[Opening PROVIDED RECORDS section]

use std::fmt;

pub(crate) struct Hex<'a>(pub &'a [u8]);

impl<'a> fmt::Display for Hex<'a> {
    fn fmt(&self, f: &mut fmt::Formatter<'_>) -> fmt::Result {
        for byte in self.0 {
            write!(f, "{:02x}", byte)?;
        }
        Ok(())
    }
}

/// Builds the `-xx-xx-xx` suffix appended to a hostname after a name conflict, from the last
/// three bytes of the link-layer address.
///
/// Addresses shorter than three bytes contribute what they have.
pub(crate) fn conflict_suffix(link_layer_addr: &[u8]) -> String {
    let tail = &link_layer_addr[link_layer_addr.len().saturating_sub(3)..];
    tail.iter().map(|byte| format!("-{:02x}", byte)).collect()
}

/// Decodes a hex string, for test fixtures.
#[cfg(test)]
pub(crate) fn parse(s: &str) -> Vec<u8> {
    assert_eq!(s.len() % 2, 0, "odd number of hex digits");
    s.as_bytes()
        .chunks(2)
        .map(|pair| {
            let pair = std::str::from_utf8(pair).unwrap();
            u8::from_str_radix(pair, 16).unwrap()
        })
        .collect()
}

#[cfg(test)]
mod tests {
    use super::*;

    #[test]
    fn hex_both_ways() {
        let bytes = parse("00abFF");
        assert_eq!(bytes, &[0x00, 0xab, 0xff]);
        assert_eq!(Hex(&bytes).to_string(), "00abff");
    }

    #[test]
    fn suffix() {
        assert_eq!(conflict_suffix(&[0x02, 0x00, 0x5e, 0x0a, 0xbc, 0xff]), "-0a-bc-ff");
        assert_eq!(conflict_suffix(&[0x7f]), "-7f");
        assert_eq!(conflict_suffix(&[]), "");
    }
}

[Closing PROVIDED RECORDS section]
[Opening PROVIDED RECORDS section]

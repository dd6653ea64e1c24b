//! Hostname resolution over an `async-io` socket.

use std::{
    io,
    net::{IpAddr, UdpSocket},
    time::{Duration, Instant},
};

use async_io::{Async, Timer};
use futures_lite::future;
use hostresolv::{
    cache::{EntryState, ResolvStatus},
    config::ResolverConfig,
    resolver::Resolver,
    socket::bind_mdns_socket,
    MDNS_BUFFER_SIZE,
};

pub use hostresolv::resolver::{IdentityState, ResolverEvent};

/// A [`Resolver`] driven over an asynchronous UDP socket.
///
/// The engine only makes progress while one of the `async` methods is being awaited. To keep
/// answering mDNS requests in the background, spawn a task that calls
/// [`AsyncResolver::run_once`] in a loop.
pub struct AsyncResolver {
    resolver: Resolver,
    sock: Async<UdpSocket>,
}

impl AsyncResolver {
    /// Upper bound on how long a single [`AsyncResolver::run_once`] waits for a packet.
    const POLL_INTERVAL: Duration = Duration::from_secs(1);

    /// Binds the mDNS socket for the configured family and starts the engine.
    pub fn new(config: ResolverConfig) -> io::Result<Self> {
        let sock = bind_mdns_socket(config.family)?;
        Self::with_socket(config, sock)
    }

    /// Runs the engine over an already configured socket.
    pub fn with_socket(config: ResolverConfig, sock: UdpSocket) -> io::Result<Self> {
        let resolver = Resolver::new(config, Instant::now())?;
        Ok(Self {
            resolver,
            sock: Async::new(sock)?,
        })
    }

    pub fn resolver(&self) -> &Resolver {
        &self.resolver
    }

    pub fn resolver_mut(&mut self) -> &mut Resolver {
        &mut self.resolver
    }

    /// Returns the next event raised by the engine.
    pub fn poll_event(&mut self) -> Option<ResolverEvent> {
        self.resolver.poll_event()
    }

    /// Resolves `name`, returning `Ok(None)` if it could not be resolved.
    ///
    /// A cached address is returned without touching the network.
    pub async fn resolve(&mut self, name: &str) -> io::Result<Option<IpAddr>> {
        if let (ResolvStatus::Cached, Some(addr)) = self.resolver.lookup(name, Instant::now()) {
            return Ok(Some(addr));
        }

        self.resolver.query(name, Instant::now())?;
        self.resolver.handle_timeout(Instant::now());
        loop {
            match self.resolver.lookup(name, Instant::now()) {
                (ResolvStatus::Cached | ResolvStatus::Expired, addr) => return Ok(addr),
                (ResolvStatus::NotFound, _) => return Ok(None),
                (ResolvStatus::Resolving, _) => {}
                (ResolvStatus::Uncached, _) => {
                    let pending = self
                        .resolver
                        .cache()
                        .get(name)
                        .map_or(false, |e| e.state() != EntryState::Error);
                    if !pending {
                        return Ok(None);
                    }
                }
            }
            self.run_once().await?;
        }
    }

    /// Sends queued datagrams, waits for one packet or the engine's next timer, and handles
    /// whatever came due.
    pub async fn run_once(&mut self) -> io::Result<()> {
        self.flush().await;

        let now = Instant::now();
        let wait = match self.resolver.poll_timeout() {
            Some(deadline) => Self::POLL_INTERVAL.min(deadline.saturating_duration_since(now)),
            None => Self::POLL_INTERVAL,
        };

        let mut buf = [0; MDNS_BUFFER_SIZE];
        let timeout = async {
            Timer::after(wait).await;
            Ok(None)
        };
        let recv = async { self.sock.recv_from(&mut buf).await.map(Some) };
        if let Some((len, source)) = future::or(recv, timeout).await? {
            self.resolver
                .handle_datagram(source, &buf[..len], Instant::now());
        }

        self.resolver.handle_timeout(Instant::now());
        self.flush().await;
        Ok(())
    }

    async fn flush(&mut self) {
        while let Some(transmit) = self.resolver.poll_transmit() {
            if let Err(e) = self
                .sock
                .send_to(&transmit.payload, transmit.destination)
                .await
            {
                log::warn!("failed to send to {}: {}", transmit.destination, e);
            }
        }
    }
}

[Closing PROVIDED RECORDS section]

→ **WHAT TO DO**
Would you copy out exactly the lines above that start at the one containing "asynchronous UDP socket." and end at the one containing "const POLL_INTERVAL: Duration", inclusive?

→ **PROBLEM SOLUTION**
/// A [`Resolver`] driven over an asynchronous UDP socket.
///
/// The engine only makes progress while one of the `async` methods is being awaited. To keep
/// answering mDNS requests in the background, spawn a task that calls
/// [`AsyncResolver::run_once`] in a loop.
pub struct AsyncResolver {
    resolver: Resolver,
    sock: Async<UdpSocket>,
}

impl AsyncResolver {
    /// Upper bound on how long a single [`AsyncResolver::run_once`] waits for a packet.
    const POLL_INTERVAL: Duration = Duration::from_secs(1);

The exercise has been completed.